Senior U.S. officials and lawmakers have claimed Russia is to blame for the hacking storm, an accusation the Kremlin denies.
Adair – who spent about five years defending NASA against hacking threats before eventually founding Volexity – said he had mixed feelings about the episode. On the one hand, he was glad that his team’s assumption of a SolarWinds connection was correct. On the other hand, they had been at the outer edge of a much larger story.
Much of the U.S. cybersecurity industry is now in the same place as Volexity was earlier in the year, trying to figure out where the hackers have been and eliminate the various secret access points that hackers have likely planted on their victims’ networks. Adair’s colleague Sean Koessel said the company sent about 10 calls a day from companies that were concerned that they might have been targeted or worried that the spies were in their network.

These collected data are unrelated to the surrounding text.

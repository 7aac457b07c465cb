//! Cache command - inspect and prune the content cache

use crate::cache::{CacheEntryInfo, CacheOptions, ContentCache};
use crate::cli::args::{CacheAction, CacheArgs, OutputFormat};
use crate::cli::output;
use crate::config::Config;
use crate::error::StashResult;
use console::style;

/// Execute the cache command
pub async fn execute(args: CacheArgs, config: &Config) -> StashResult<()> {
    let cache = ContentCache::open(CacheOptions::for_config(config)).await?;

    match args.action {
        CacheAction::List { format } => list_entries(&cache, format)?,
        CacheAction::Remove { key } => {
            if cache.remove(&key).await {
                output::step_ok(&format!("Removed {}", key));
            } else {
                output::step_warn_hint(&format!("{} is not cached", key), "Run: docstash cache list");
            }
        }
        CacheAction::Purge => {
            let purged = cache.purge_expired().await;
            output::step_ok(&format!("Purged {} expired entr{}", purged, plural(purged)));
        }
        CacheAction::Clear => {
            let cleared = cache.clear().await;
            output::step_ok(&format!("Cleared {} entr{}", cleared, plural(cleared)));
        }
        CacheAction::Path => println!("{}", cache.dir().display()),
    }

    cache.flush().await;
    Ok(())
}

fn plural(count: usize) -> &'static str {
    if count == 1 {
        "y"
    } else {
        "ies"
    }
}

fn list_entries(cache: &ContentCache, format: OutputFormat) -> StashResult<()> {
    let entries = cache.entries();

    match format {
        OutputFormat::Table => print_entry_table(cache, &entries),
        OutputFormat::Json => print_entry_json(&entries)?,
        OutputFormat::Plain => print_entry_plain(&entries),
    }
    Ok(())
}

fn print_entry_table(cache: &ContentCache, entries: &[CacheEntryInfo]) {
    if entries.is_empty() {
        println!("No cached entries.");
        output::key_value("directory", &cache.dir().display().to_string());
        return;
    }

    println!("{:<50} {:<10} {:<10} {:<20}", "KEY", "STATE", "SIZE", "EXPIRES");
    println!("{}", "-".repeat(92));

    for entry in entries {
        let state = if entry.expired {
            style("expired").yellow().to_string()
        } else {
            style("fresh").green().to_string()
        };
        let size = entry
            .size
            .map(|s| s.to_string())
            .unwrap_or_else(|| style("missing").red().to_string());
        let expires = entry
            .expires_at
            .map(|t| t.format("%Y-%m-%d %H:%M").to_string())
            .unwrap_or_default();

        println!(
            "{:<50} {:<10} {:<10} {:<20}",
            truncate(&entry.key, 50),
            state,
            size,
            expires
        );
    }

    println!();
    println!("Total: {} entr{}", entries.len(), plural(entries.len()));
}

fn print_entry_json(entries: &[CacheEntryInfo]) -> StashResult<()> {
    #[derive(serde::Serialize)]
    struct EntryJson<'a> {
        key: &'a str,
        blob: &'a str,
        expired: bool,
        expires_at: Option<String>,
        size: Option<u64>,
    }

    let json_entries: Vec<EntryJson> = entries
        .iter()
        .map(|e| EntryJson {
            key: &e.key,
            blob: &e.blob,
            expired: e.expired,
            expires_at: e.expires_at.map(|t| t.to_rfc3339()),
            size: e.size,
        })
        .collect();

    println!("{}", serde_json::to_string_pretty(&json_entries)?);
    Ok(())
}

fn print_entry_plain(entries: &[CacheEntryInfo]) {
    for entry in entries {
        println!("{}", entry.key);
    }
}

fn truncate(key: &str, width: usize) -> String {
    if key.chars().count() <= width {
        return key.to_string();
    }
    let kept: String = key.chars().take(width.saturating_sub(3)).collect();
    format!("{}...", kept)
}
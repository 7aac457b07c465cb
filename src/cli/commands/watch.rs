//! Watch command - report changes to one file until interrupted

use crate::cli::args::WatchArgs;
use crate::cli::output;
use crate::config::Config;
use crate::error::{StashError, StashResult};
use crate::watch::{build_source, WatchMode};
use chrono::Local;
use console::style;
use std::path::Path;
use std::sync::Arc;

/// Execute the watch command
pub async fn execute(args: WatchArgs, config: &Config) -> StashResult<()> {
    let settings = &config.documents.watch;
    let mode = args.mode.map(WatchMode::from).unwrap_or(settings.mode);
    let source = build_source(mode, settings.poll_interval())?;

    let subscription = source.subscribe(
        &args.file,
        Arc::new(|changed: &Path| {
            println!(
                "{} {}",
                style(Local::now().format("%H:%M:%S")).dim(),
                changed.display()
            );
        }),
    )?;

    output::step_info(&format!(
        "Watching {} ({}), press Ctrl-C to stop",
        subscription.path().display(),
        source.name()
    ));

    tokio::signal::ctrl_c()
        .await
        .map_err(|e| StashError::io("waiting for Ctrl-C", e))?;
    drop(subscription);
    Ok(())
}
//! Output helpers for consistent CLI formatting
//!
//! Results a script might consume go to stdout unadorned; status lines are
//! prefixed and styled (`console` drops the styling when not on a terminal).

use console::style;

/// Display a success step
pub fn step_ok(message: &str) {
    println!("{} {}", style("[OK]").green(), message);
}

/// Display a success step with detail
pub fn step_ok_detail(message: &str, detail: &str) {
    println!("{} {} ({})", style("[OK]").green(), message, style(detail).dim());
}

/// Display a warning step with hint
pub fn step_warn_hint(message: &str, hint: &str) {
    println!("{} {} - {}", style("[WARN]").yellow(), message, style(hint).dim());
}

/// Display an info step
pub fn step_info(message: &str) {
    println!("{} {}", style("[INFO]").cyan(), message);
}

/// Display a remark on stderr, keeping stdout clean for values
pub fn remark(message: &str) {
    eprintln!("{}", style(message).dim());
}

/// Print a styled key-value pair
pub fn key_value(key: &str, value: &str) {
    println!("  {}: {}", style(key).dim(), value);
}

His advice to everyone else chasing the hackers: “Do not let any stone be unconverted.”
Koessel said efforts to remove the hackers from the think tank – which he refused to identify – stretched from late 2019 to mid-2020, leading to two renewed burglaries. Performing the same task across the U.S. government is likely to be many times more difficult.
“I could easily see that it took half a year or more to find out – if not in the years for some of these organizations,” Koessel said.
Pano Yannakogeorgos, an associate professor at New York University who served as founder of the dean of Air Force Cyber College, also predicted an extended timeline, saying some networks would have to be ripped out and replaced wholesale.
In any case, he predicted a big price when caffeinated experts were brought in to pore over digital logs for traces of compromise.
“There’s a lot of time, treasury, talent and Mountain Dew involved,” he said.
Fusion Media or anyone involved in Fusion Media assumes no responsibility for any loss or damage resulting from reliance on the information, including data, offers, charts and buy / sell signals contained on this site. Be fully informed about the risks and costs associated with trading in the financial markets, it is one of the most risky forms of investment.